Titze-de-Almeida R, David C, Titze-de-Almeida SS.
Ten years after Fire and Melo's Nobel Prize for discovery of gene silencing by double-stranded RNA, a remarkable progress was achieved in RNA interference (RNAi).
Changes in the chemical structure of synthetic oligonucleotides make them more stable and specific, and new delivery strategies became progressively available.
The attention of pharmaceutical industry rapidly turned to RNAi, as an opportunity to explore new drug targets.
This review addresses nine small-interfering RNAs (siRNAs) and one unique microRNA (miRNA) inhibitor, which entered the phase 2-3 clinical trials. The siRNAs in focus are PF-04523655, TKM-080301, Atu027, SYL040012 , SYL1001 , siG12D-LODER (phase 2), QPI-1002, QPI-1007, and patisiran (phase 3).
Regarding miRNAs, their content can be down- or up-regulated, by using miRNA inhibitors (AntimiRs) or miRNA mimics.

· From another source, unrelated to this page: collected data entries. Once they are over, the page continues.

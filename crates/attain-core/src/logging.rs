use tracing_subscriber::{fmt, prelude::*, EnvFilter};

/// Helper macro for logging elapsed time at debug level.
///
/// Usage:
/// ```rust,ignore
/// let start = Instant::now();
/// // ... some work ...
/// trace_time!(start, "aggregate_co");
/// // Or with additional fields:
/// trace_time!(start, "aggregate_co", course = %course.name);
/// ```
#[macro_export]
macro_rules! trace_time {
    ($start:expr, $name:expr) => {
        tracing::debug!(elapsed = ?$start.elapsed(), $name);
    };
    ($start:expr, $name:expr $(, $field:ident = $value:expr)*) => {
        tracing::debug!(elapsed = ?$start.elapsed(), $($field = $value),*, $name);
    };
}

/// Initialize structured logging based on CLI arguments
pub fn init_tracing(
    verbose: bool,
    log_level: Option<&str>,
    log_json: bool,
) -> Result<(), Box<dyn std::error::Error>> {
    let level = match (verbose, log_level) {
        (true, None) => "attain=debug,attain_core=debug",
        (false, None) => "attain=warn,attain_core=warn",
        (_, Some(level)) => return init_with_level(level, log_json),
    };

    init_with_level(level, log_json)
}

fn init_with_level(level: &str, log_json: bool) -> Result<(), Box<dyn std::error::Error>> {
    // ATTAIN_LOG takes precedence over the CLI level, RUST_LOG over both
    let filter = EnvFilter::try_from_default_env()
        .or_else(|_| EnvFilter::try_from_env("ATTAIN_LOG"))
        .unwrap_or_else(|_| {
            EnvFilter::new(if level.contains('=') {
                level.to_string()
            } else {
                format!("attain={level},attain_core={level}")
            })
        });

    let registry = tracing_subscriber::registry().with(filter);

    if log_json {
        registry
            .with(
                fmt::layer()
                    .json()
                    .with_writer(std::io::stderr)
                    .with_ansi(false)
                    .with_span_events(
                        tracing_subscriber::fmt::format::FmtSpan::NEW
                            | tracing_subscriber::fmt::format::FmtSpan::CLOSE,
                    ),
            )
            .try_init()?;
    } else {
        registry
            .with(
                fmt::layer()
                    .compact()
                    .with_target(false)
                    .with_writer(std::io::stderr)
                    .with_ansi(false),
            )
            .try_init()?;
    }

    Ok(())
}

Miravirsen is an AntimiR-122 for hepatitis C virus infection. The flexibility of RNAi technology is easily understood taking into account: (i) the different drug targets (i.e. p53, caspase 2, PKN3, β2-adrenergic receptor, mutated KRAS, microRNAs); (ii) therapeutic conditions, including ophthalmic diseases, kidney injury, amyloidosis, pancreatic cancer, viral hepatitis; and (iii) routes of administration (ocular, intravenous, subcutaneous, intratumoral).
Although some issues are still matters of concern (delivery, toxicity, cost, and biological barriers), RNAi definitively opens a wide avenue for drug development.